Su buen rendimiento en la etapa escolar le significó incluso viajes. Para ella el básquetbol era más que una actividad extra programática. “Estaba en Octavo Básico cuando jugamos el campeonato regional contra La Purísima de Chillán y perdimos. Iba a entrenar ahí todos los fines de semana, me quedaba en la casa de las chicas, entrenaba y volvía porque tenía clases. Faltábamos harto a clases porque en el Nacional jugamos una semana en Santiago. Después lo ganamos y viajamos al Sudamericano, en Argentina, específicamente en Buenos Aires. Los profesores ponían de su parte y había flexibilidad. Nunca he tenido problemas con eso. Acá la universidad destaca en los deportes, y se deja todo listo entre profesores, coordinadora y jefe de carrera”, asegura.

Su vida deportiva escolar fue intensa y agitada. “Nunca paré, solo hasta Cuarto Medio. Ahí me di un año sabático y dejé de jugar. Luego entré a la universidad, vi la rama de deporte y quise participar. Un día llegué nomás y dije ‘profe, yo juego’, él me integró y empecé”, cuenta. Su actual entrenador es Lincoyán Villacura.

Le costó decidir qué estudiar. Su idea era algo relacionado al ámbito de la salud. Lo pensó bastante y optó por fonoaudiología, camino muy distinto al que tomaron sus tres hermanos mayores. “Uno de ellos estudió teatro y se dedica a hacer obras musicales para niños, mi hermana es periodista y mi otro hermano es ingeniero civil eléctrico”, revela. Y agrega que “ya estoy en quinto año y es algo estresante, pero me ha ido bien. Tenía miedo en un principio porque llegas y te enfrentas a todos los chicos pensando ‘qué haré aquí’, pero después los fui conociendo, sé lo que siente cada uno y ahí vas experimentando”. Lo anterior, en relación al internado que realiza en un colegio diferencial en la semana, sin dejar de lado los partidos por la Udla.

Por lo mismo, ante el constante estrés y cansancio que, a veces, tiene como consecuencia la vida universitaria, Camila afirma que “el básquet me despeja ahora. Es lo único que hago para mantenerme en forma. Antes iba al gimnasio, pero ahora no tengo tiempo. Juego partidos y entreno básquet solamente”.
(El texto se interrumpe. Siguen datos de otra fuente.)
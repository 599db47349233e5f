use std::fmt;
use std::str::FromStr;

use serde::{Deserialize, Serialize};

#[derive(Debug, Clone, Copy, PartialEq, Eq, PartialOrd, Ord, Hash, Default, Serialize, Deserialize)]
#[serde(rename_all = "lowercase")]
pub enum LogLevel {
  Debug,
  #[default]
  Info,
  Warn,
  Error,
}

impl fmt::Display for LogLevel {
  fn fmt(&self, f: &mut fmt::Formatter<'_>) -> fmt::Result {
    let s = match self {
      LogLevel::Debug => "debug",
      LogLevel::Info => "info",
      LogLevel::Warn => "warn",
      LogLevel::Error => "error",
    };
    f.write_str(s)
  }
}

#[derive(Debug, Clone, PartialEq, Eq)]
pub struct ParseLogLevelError(String);

impl fmt::Display for ParseLogLevelError {
  fn fmt(&self, f: &mut fmt::Formatter<'_>) -> fmt::Result {
    write!(
      f,
      "unknown log level '{}' (expected debug, info, warn or error)",
      self.0
    )
  }
}

impl std::error::Error for ParseLogLevelError {}

impl FromStr for LogLevel {
  type Err = ParseLogLevelError;

  fn from_str(s: &str) -> Result<Self, Self::Err> {
    match s.to_ascii_lowercase().as_str() {
      "debug" | "trace" => Ok(LogLevel::Debug),
      "info" | "log" => Ok(LogLevel::Info),
      "warn" | "warning" => Ok(LogLevel::Warn),
      "error" => Ok(LogLevel::Error),
      _ => Err(ParseLogLevelError(s.to_string())),
    }
  }
}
Y disfruta de sus últimos campeonatos a nivel Adesup. “Juego de alero o pivot, ahí voy rotando de posición. Desde que empecé este ha sido siempre un equipo nuevo donde se van integrando nuevas personas. En 2016 fuimos al Nacional en Viña del Mar. Después de ese año las reglas permiten solo una jugadora en cancha nacida en 1990 o 1991, las demás deben ser desde 1992 en adelante. Estoy dentro de las jóvenes y aún me queda el otro año, ya que doy mi examen de grado en enero. Eso ahora nos ha afectado y por ello el profesor debe ir consiguiendo niñas para seguir saliendo adelante. En la universidad cuesta encontrar chicas que se motiven más con el deporte. Tenemos fe que nos vaya bien en lo que queda. A los chicos, eso sí, les va muy bien, siempre obtienen primer o segundo lugar y viajan a los nacionales”.

Con 25 años y una vida en el deporte, repasa que “estos largos años han sido una gran experiencia. He conocido muy buenas amistades en las competencias y he encontrado grandes y exigentes profesores. Me gustaría seguir jugando y que me llamen para compartir más adelante. Me gusta juntarme con mis amigas y salir harto, viajar bastante. Es lo que más hago”.